Tuesday, 30 December 2014

A cheat for the standard multiplication algorithm

Of course, I mean the one that looks like this (pick whatever format you prefer): 

The one on the left is the one that I learned in school. It was one of my great dislikes. I always made errors when I performed it. This post describes a work-around, a “cheat”, if you like, that drastically cut down on my errors. It's a method that I generally hid from my teachers and colleagues so they wouldn't know how weak I was in arithmetic. I have not seen it used elsewhere, but I found it so helpful that I would not be surprised to learn that others have discovered it. 

I have a curious mental glitch. For some reason my brain will occasionally swap digits. For example, when I see 432 on the page, it stays as 432 as long as I look at it, but if I were to avert my gaze in order to record the number elsewhere, I might write 342 and remain totally unaware that I had made an error.

I still make mistakes like this. I'm sure now that this memory quirk is the source of some of my difficulties with arithmetic. However, as a kid, it never crossed my mind that that I might have a twist in my neural circuits. I just accepted that I was not very good in arithmetic.

Here is how my memory quirk could affect me if I were to multiply 68 by 4 following the method that we were taught in elementary school: 
4 times 8 is 32. Write down the 2 and carry the 3. Keep the carry number in memory. Then 4 times 6 is 24, and 24 plus the carry number is 26 so the answer is 262. 
Although my addition skills are no great shakes, in this case I was not adding incorrectly—when I got 26 the addition was perfectly correct: 24 plus 2 is 26. What happened was that in my head I was swapping the memorized "carry number" (the 3) with the number I had just written down (the 2). 

When we were first learning the multiplication algorithm, instead of having to keep the carry number in our heads, we were permitted to write tiny numbers in the appropriate place above the multiplicand like so:

Writing down the carry numbers was not a cure. Even for single digit multipliers, it only helped a little bit. It did not help at all when the multiplier had more than one digit. The jumble of small carry numbers written above the multiplicand actually exacerbated the situation. 

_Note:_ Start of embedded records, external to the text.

//! CAS-style service ticket validation (`serviceValidate`, `p3/serviceValidate`).

use std::fmt::Write as _;
use std::sync::Arc;

use axum::extract::{Extension, Form, Query};
use axum::http::{StatusCode, header};
use axum::response::{IntoResponse, Response};
use serde_json::{Map, Value, json};
use sso_engine_sdk::{Attributes, ServiceValidation};
use time::format_description::well_known::Rfc3339;
use tracing::field::Empty;

use crate::api::rest::dto::ValidateParams;
use crate::api::rest::error::classify;
use crate::api::rest::views::escape;
use crate::domain::error::DomainError;
use crate::module::SsoEngine;

const CAS_NAMESPACE: &str = "http://www.yale.edu/tp/cas";
const XML_CONTENT_TYPE: &str = "application/xml; charset=utf-8";

#[derive(Debug, Clone, Copy, PartialEq, Eq)]
enum Protocol {
    V2,
    V3,
}

pub async fn service_validate_get(
    engine: Extension<Arc<SsoEngine>>,
    Query(params): Query<ValidateParams>,
) -> Response {
    validate(&engine, &params, Protocol::V2)
}

pub async fn service_validate_post(
    engine: Extension<Arc<SsoEngine>>,
    Form(params): Form<ValidateParams>,
) -> Response {
    validate(&engine, &params, Protocol::V2)
}

pub async fn p3_service_validate_get(
    engine: Extension<Arc<SsoEngine>>,
    Query(params): Query<ValidateParams>,
) -> Response {
    validate(&engine, &params, Protocol::V3)
}

pub async fn p3_service_validate_post(
    engine: Extension<Arc<SsoEngine>>,
    Form(params): Form<ValidateParams>,
) -> Response {
    validate(&engine, &params, Protocol::V3)
}

#[tracing::instrument(skip_all, fields(protocol = ?protocol, json = params.json(), request_id = Empty))]
fn validate(engine: &SsoEngine, params: &ValidateParams, protocol: Protocol) -> Response {
    let result = engine.validator().validate(&params.ticket, &params.service);
    let attributes = result
        .as_ref()
        .ok()
        .map(|v| released_attributes(v, protocol));
    match (result, params.json()) {
        (Ok(v), true) => json_success(&v, attributes.unwrap_or_default()),
        (Ok(v), false) => xml_success(&v, &attributes.unwrap_or_default()),
        (Err(e), json) => {
            let (status, _, code) = classify(&e);
            // Ticket and request failures are protocol answers, not HTTP errors.
            let status = if status.is_server_error() {
                status
            } else {
                StatusCode::OK
            };
            let description = match &e {
                DomainError::Internal(_) => "internal error".to_owned(),
                other => other.to_string(),
            };
            if json {
                json_failure(status, code, &description)
            } else {
                xml_failure(status, code, &description)
            }
        }
    }
}

/// Released attributes plus, for protocol 3, the authentication metadata.
fn released_attributes(v: &ServiceValidation, protocol: Protocol) -> Attributes {
    let mut attributes = v.attributes.clone();
    if protocol == Protocol::V3 {
        attributes.insert_single("isFromNewLogin", v.from_new_login.to_string());
        if let Ok(date) = v.authentication_date.format(&Rfc3339) {
            attributes.insert_single("authenticationDate", date);
        }
    }
    attributes
}

fn json_success(v: &ServiceValidation, attributes: Attributes) -> Response {
    let mut success = Map::new();
    success.insert("user".to_owned(), json!(v.user));
    if !attributes.is_empty() {
        success.insert("attributes".to_owned(), json!(attributes));
    }
    axum::Json(json!({ "serviceResponse": { "authenticationSuccess": Value::Object(success) } }))
        .into_response()
}

fn json_failure(status: StatusCode, code: &str, description: &str) -> Response {
    (
        status,
        axum::Json(json!({
            "serviceResponse": {
                "authenticationFailure": { "code": code, "description": description }
            }
        })),
    )
        .into_response()
}

/// Attribute names become element names; names that are not plain XML
/// names are left out of the XML rendering.
fn xml_name(name: &str) -> bool {
    let mut chars = name.chars();
    chars
        .next()
        .is_some_and(|c| c.is_ascii_alphabetic() || c == '_')
        && chars.all(|c| c.is_ascii_alphanumeric() || matches!(c, '_' | '-' | '.'))
}

fn xml_success(v: &ServiceValidation, attributes: &Attributes) -> Response {
    let mut xml = format!(
        "<cas:serviceResponse xmlns:cas=\"{CAS_NAMESPACE}\">\n    <cas:authenticationSuccess>\n        <cas:user>{}</cas:user>\n",
        escape(&v.user)
    );
    if !attributes.is_empty() {
        xml.push_str("        <cas:attributes>\n");
        for (name, values) in attributes.iter().filter(|(name, _)| xml_name(name)) {
            for value in values {
                let value = escape(value);
                let _ = writeln!(xml, "            <cas:{name}>{value}</cas:{name}>");
            }
        }
        xml.push_str("        </cas:attributes>\n");
    }
    xml.push_str("    </cas:authenticationSuccess>\n</cas:serviceResponse>\n");
    ([(header::CONTENT_TYPE, XML_CONTENT_TYPE)], xml).into_response()
}

fn xml_failure(status: StatusCode, code: &str, description: &str) -> Response {
    let xml = format!(
        "<cas:serviceResponse xmlns:cas=\"{CAS_NAMESPACE}\">\n    <cas:authenticationFailure code=\"{code}\">{}</cas:authenticationFailure>\n</cas:serviceResponse>\n",
        escape(description)
    );
    (status, [(header::CONTENT_TYPE, XML_CONTENT_TYPE)], xml).into_response()
}

#[cfg(test)]
#[cfg_attr(coverage_nightly, coverage(off))]
mod tests {
    use super::*;

    #[test]
    fn xml_names_are_restricted() {
        assert!(xml_name("employeeNumber"));
        assert!(xml_name("first.name"));
        assert!(!xml_name("1abc"));
        assert!(!xml_name("a b"));
        assert!(!xml_name(""));
    }
}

By the time I started high school (grade eight) I had concocted a “cheat”. Instead of separating out the carry numbers either in my mind or on the worksheet, I wrote down the full product of the individual digits. The cheat was not perfect, but it substantially reduced my errors. Using the cheat, here is how to multiply 345 by 6.


The alignment is important. First the product of 6 and 5  is 30, so write 30 diagonally with the 3 in the ten’s column and the 0 in the units column but in the line below. Next, the product of of 6 and 4 is 24, so write 24 diagonally with 2 in the hundred’s column and the 4 in the ten’s column in the line below. This places the 4 directly below the 3, and both 4 and 3 are in the ten's column. Continue in this way, writing the product of 6 and 3 diagonally with the 1 in the thousand’s column and the 8 in the hundred’s column below the 2. Finally, add the columns vertically to get the answer. 

This can be adapted to multi-digit multipliers as shown below, but it starts to get messy.

To avoid the messiness, I usually multiply 345 separately by 4 and 6 on scrap paper as shown below on the right, and then transfer the answers to the proper position in the standard algorithm as shown on the left.  (I still do this when I have to multiply multi-digit numbers without a calculator.)


Why call this a “cheat”? Well, when I was a youngster, doing anything that was outside the rules was considered cheating, and, if nothing else, arithmetic was taught as a set of rules. So in that context, it was cheating.

* * *

You may notice that my cheat has a very strong resemblance to the lattice method of multiplication. Of course, back in my day they did not teach the lattice method, and I didn’t actually know about it until I taught a “math for elementary teachers” course. In such courses I avoided teaching the lattice method because I thought that writing things slantwise in one direction and adding things slantwise in the opposite direction followed by wrapping the answer around two sides of a square would screw up a student's understanding of place value. To be honest, I do not know if the lattice method really does lead to place value confusion. I also confess that I never taught students my cheat method, so, although I believe that the cheat's strong emphasis on the proper location of the digits with regard to place values would be beneficial, I really don't know if  that is the case. 

* * *

Regarding my memory quirk, I don't think it's dyslexia. If it is, then it’s extremely mild. It’s nowhere near as profound as what Toomai describes in his post about the dyslexic mathematician. What little I know about dyslexia is that it also causes troubles with algebra, and I never had difficulty with algebra. Surprisingly, my wonky memory regarding numbers doesn’t apply to letters.